▸ **Task goal**: Only the number is needed: the count of lines in the records with the word "candidates".

===== Data under study =====

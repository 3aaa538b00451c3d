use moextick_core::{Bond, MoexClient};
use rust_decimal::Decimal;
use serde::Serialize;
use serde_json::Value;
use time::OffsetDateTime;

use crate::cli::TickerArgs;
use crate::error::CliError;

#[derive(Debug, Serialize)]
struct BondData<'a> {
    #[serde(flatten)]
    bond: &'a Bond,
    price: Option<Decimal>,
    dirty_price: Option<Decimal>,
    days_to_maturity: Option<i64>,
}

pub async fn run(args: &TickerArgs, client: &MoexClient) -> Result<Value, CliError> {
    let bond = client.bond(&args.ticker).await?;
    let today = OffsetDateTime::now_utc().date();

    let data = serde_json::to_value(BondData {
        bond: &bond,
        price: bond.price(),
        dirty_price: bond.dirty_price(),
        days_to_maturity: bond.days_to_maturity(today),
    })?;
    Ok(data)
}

=====
===== Data under study =====

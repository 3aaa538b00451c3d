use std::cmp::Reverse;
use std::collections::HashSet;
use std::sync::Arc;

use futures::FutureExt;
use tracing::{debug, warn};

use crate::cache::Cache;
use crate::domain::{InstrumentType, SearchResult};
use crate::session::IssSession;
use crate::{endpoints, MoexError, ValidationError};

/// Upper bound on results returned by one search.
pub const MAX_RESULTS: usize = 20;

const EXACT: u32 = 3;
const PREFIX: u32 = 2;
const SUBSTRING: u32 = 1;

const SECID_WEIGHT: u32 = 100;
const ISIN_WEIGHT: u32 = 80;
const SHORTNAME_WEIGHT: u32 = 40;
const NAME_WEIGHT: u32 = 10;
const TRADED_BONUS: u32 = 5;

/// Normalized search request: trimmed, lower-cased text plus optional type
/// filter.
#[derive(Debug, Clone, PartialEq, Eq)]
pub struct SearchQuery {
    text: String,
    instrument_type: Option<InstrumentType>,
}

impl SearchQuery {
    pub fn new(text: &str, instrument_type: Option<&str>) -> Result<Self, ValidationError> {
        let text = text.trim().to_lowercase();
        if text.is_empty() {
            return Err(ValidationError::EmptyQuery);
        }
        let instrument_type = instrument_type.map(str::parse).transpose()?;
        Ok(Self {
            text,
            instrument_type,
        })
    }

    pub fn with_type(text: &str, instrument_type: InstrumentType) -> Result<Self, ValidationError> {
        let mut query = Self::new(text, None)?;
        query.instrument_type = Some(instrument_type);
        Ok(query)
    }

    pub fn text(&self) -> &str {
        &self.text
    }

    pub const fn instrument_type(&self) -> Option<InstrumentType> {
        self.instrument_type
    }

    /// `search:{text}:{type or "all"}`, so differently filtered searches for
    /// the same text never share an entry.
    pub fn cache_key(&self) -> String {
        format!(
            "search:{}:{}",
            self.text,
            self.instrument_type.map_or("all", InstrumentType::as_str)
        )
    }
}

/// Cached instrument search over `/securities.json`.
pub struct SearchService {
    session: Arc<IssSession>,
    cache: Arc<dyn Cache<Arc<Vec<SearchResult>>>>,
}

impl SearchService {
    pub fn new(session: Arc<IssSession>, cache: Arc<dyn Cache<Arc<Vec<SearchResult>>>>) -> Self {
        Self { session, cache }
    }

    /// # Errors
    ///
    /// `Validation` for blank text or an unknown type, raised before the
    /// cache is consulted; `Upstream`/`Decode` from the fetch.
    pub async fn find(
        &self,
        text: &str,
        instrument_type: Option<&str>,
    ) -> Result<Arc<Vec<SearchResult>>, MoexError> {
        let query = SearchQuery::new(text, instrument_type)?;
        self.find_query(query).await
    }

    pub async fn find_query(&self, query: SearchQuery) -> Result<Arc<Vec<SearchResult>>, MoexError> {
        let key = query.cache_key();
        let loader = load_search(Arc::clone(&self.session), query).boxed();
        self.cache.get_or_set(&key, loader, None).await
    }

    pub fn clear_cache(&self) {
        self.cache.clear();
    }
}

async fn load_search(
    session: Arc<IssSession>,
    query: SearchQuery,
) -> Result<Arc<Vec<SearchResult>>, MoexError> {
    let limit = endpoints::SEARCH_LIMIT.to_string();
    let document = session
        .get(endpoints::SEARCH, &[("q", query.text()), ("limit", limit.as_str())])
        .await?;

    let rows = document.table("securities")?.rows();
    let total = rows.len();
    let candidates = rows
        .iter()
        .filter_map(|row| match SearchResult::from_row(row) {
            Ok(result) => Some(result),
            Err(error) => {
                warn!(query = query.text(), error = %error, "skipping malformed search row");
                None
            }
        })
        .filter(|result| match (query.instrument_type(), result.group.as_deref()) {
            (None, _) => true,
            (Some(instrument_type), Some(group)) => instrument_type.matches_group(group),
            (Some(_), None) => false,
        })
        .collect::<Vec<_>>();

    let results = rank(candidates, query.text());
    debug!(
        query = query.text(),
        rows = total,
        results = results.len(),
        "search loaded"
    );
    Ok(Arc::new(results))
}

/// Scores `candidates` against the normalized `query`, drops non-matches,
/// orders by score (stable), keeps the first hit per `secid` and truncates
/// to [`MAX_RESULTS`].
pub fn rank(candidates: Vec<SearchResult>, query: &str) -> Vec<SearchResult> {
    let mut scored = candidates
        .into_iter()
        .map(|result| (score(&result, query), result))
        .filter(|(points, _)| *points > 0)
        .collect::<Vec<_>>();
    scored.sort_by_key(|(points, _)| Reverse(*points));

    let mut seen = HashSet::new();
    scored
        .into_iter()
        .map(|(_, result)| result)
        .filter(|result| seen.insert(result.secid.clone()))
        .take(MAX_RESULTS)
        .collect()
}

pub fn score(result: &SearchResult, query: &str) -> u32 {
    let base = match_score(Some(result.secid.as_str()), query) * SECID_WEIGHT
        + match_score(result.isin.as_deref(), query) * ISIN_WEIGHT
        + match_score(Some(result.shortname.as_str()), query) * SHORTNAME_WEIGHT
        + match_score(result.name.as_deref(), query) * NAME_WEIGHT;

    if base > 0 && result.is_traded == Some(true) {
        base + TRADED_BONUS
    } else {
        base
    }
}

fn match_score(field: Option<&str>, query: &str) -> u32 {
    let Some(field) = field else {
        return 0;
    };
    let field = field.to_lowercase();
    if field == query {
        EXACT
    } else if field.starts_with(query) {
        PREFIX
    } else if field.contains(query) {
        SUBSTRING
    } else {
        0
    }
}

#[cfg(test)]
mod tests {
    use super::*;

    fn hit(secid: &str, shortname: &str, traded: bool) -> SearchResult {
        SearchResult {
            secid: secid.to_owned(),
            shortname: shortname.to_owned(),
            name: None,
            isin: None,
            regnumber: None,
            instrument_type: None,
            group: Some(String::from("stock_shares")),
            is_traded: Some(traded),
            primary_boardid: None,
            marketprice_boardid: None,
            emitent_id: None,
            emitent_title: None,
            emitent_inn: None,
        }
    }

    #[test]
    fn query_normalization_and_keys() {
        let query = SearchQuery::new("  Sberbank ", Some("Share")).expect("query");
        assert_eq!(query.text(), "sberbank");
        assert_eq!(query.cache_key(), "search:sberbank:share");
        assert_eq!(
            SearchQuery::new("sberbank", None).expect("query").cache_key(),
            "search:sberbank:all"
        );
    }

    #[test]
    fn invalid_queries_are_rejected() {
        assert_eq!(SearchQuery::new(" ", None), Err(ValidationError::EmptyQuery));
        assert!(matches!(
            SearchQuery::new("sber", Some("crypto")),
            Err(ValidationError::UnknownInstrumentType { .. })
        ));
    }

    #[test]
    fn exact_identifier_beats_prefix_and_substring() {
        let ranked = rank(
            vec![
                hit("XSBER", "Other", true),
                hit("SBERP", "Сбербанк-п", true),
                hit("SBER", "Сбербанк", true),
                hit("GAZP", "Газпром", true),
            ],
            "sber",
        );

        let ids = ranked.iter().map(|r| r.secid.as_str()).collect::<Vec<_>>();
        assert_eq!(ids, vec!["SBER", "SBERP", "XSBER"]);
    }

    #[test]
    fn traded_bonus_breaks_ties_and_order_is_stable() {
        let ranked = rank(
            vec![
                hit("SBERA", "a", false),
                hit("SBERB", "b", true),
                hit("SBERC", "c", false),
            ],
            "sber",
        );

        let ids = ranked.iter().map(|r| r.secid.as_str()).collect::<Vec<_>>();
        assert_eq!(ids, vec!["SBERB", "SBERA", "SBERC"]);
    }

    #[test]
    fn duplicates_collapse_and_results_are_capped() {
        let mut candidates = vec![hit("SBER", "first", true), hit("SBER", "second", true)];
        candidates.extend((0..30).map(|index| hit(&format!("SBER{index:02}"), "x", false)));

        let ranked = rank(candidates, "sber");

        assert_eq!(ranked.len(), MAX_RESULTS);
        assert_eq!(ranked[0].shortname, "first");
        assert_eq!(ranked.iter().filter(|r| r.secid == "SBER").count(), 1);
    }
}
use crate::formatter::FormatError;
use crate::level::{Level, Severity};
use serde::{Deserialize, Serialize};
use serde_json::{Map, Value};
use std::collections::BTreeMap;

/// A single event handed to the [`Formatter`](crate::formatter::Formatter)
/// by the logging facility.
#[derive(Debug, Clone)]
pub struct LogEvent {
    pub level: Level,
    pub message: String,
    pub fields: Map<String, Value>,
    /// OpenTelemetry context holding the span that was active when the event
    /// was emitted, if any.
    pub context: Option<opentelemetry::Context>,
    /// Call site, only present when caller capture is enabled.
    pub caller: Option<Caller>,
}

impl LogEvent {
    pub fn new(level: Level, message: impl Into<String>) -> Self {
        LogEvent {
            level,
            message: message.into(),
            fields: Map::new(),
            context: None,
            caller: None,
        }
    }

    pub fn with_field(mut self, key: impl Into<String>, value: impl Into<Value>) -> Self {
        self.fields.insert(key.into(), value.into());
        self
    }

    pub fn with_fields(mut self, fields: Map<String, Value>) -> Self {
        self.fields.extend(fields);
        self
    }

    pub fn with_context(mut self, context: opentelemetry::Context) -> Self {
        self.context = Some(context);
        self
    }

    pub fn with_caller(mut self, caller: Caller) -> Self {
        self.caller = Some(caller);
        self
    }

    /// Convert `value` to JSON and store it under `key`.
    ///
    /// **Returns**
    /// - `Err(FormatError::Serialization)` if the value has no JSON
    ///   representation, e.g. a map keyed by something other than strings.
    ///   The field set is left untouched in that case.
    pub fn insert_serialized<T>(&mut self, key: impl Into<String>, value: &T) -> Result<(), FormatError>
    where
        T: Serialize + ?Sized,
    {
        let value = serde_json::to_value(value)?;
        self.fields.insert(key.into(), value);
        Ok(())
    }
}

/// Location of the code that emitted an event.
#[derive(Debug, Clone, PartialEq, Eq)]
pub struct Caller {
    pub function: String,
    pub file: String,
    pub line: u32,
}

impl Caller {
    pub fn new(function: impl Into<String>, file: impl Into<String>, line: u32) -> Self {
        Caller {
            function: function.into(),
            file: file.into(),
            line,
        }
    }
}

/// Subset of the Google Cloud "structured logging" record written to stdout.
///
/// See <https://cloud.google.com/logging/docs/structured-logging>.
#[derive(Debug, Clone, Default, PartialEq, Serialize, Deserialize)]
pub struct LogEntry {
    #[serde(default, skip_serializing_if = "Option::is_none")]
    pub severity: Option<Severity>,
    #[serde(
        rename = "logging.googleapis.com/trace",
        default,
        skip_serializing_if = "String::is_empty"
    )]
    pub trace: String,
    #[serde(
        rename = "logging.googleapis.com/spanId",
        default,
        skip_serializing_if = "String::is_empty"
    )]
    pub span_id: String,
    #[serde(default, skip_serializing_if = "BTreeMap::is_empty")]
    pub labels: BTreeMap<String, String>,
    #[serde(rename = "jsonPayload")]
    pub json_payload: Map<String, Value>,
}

=====

▸ **Output for this exercise**: 8